▸ WHAT IS BEING ASKED:
Your output should be the lines of the entries below, exactly, from the first one through the line that holds "show in full".

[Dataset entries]
────────────────
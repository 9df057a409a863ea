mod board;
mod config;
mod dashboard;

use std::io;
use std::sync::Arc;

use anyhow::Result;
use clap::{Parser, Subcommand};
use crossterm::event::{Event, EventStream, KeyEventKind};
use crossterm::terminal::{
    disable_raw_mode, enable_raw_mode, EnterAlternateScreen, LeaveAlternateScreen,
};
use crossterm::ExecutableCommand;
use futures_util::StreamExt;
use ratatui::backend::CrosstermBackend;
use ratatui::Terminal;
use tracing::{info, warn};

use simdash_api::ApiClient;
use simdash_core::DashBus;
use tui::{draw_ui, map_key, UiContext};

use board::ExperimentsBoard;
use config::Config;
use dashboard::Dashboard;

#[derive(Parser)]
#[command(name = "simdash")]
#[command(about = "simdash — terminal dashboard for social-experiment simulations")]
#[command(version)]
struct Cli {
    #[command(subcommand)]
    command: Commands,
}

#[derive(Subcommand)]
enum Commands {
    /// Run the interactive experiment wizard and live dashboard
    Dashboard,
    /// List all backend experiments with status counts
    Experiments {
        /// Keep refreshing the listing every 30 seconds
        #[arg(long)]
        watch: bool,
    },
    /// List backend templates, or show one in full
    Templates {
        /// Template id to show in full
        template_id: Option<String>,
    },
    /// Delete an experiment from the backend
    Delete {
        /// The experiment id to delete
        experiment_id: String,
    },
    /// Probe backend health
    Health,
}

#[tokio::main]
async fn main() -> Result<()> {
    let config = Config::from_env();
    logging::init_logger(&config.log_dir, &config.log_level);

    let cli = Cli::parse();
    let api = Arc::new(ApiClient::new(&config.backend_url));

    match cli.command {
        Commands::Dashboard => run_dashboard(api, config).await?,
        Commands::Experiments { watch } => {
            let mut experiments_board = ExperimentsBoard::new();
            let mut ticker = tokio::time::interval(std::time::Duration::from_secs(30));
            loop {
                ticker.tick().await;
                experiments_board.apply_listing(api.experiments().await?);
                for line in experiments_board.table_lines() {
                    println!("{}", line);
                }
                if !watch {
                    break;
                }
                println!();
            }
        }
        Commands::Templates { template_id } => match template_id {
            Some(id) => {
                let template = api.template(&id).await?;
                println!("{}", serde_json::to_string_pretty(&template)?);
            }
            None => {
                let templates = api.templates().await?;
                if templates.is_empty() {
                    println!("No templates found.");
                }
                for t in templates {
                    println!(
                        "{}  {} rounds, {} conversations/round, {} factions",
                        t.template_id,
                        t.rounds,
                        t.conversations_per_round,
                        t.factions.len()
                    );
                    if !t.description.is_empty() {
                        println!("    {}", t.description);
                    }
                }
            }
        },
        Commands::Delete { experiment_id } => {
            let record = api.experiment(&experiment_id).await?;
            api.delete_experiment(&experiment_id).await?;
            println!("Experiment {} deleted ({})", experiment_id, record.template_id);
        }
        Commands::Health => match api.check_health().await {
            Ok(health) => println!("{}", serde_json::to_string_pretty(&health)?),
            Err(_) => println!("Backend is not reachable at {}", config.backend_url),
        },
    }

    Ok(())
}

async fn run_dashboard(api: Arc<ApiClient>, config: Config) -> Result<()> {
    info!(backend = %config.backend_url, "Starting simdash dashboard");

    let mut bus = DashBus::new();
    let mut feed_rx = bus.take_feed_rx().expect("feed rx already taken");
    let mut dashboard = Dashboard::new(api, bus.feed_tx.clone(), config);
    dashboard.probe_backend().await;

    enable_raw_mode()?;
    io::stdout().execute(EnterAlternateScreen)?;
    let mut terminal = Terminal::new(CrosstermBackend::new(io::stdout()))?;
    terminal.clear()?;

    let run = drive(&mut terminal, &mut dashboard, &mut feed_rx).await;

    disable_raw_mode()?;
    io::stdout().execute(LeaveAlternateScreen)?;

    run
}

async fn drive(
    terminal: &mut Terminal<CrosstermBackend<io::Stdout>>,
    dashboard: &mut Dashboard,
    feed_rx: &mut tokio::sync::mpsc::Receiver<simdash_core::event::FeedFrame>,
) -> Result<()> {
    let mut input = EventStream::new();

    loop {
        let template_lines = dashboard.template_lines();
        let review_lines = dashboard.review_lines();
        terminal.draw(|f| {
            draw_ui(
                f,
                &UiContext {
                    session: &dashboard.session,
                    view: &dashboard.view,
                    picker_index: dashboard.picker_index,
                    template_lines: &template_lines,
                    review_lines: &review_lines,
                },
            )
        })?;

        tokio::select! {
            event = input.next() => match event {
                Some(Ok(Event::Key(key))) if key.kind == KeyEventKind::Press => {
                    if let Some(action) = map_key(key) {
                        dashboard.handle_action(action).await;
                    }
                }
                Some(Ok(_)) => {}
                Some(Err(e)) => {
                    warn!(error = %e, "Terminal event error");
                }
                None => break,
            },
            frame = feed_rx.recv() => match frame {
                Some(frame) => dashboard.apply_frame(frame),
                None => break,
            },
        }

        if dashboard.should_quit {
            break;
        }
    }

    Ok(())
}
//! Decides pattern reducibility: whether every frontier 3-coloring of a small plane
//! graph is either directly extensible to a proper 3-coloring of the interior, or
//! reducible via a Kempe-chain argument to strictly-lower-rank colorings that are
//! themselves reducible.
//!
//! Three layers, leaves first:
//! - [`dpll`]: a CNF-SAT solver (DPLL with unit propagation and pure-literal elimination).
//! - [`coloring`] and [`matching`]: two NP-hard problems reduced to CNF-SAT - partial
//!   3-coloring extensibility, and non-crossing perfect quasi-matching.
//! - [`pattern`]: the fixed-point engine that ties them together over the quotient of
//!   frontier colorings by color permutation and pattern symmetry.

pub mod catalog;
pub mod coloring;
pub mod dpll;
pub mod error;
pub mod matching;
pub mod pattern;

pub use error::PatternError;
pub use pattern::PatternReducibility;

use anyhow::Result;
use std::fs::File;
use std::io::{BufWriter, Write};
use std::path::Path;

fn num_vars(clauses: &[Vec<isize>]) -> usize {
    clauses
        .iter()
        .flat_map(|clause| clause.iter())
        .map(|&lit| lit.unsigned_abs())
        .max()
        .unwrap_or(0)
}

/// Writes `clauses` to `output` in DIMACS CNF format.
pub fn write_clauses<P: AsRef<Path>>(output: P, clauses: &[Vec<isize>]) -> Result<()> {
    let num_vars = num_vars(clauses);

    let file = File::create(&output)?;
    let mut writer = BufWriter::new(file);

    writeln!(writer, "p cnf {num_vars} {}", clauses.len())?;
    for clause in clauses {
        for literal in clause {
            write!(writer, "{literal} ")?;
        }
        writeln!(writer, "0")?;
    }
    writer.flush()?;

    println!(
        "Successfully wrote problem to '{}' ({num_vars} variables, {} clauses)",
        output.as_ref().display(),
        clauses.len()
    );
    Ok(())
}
────────────────
▸ ANSWER BOX:
repository 9df057a409a863ea
mod board;
mod config;
mod dashboard;

use std::io;
use std::sync::Arc;

use anyhow::Result;
use clap::{Parser, Subcommand};
use crossterm::event::{Event, EventStream, KeyEventKind};
use crossterm::terminal::{
    disable_raw_mode, enable_raw_mode, EnterAlternateScreen, LeaveAlternateScreen,
};
use crossterm::ExecutableCommand;
use futures_util::StreamExt;
use ratatui::backend::CrosstermBackend;
use ratatui::Terminal;
use tracing::{info, warn};

use simdash_api::ApiClient;
use simdash_core::DashBus;
use tui::{draw_ui, map_key, UiContext};

use board::ExperimentsBoard;
use config::Config;
use dashboard::Dashboard;

#[derive(Parser)]
#[command(name = "simdash")]
#[command(about = "simdash — terminal dashboard for social-experiment simulations")]
#[command(version)]
struct Cli {
    #[command(subcommand)]
    command: Commands,
}

#[derive(Subcommand)]
enum Commands {
    /// Run the interactive experiment wizard and live dashboard
    Dashboard,
    /// List all backend experiments with status counts
    Experiments {
        /// Keep refreshing the listing every 30 seconds
        #[arg(long)]
        watch: bool,
    },
    /// List backend templates, or show one in full
    Templates {
        /// Template id to show in full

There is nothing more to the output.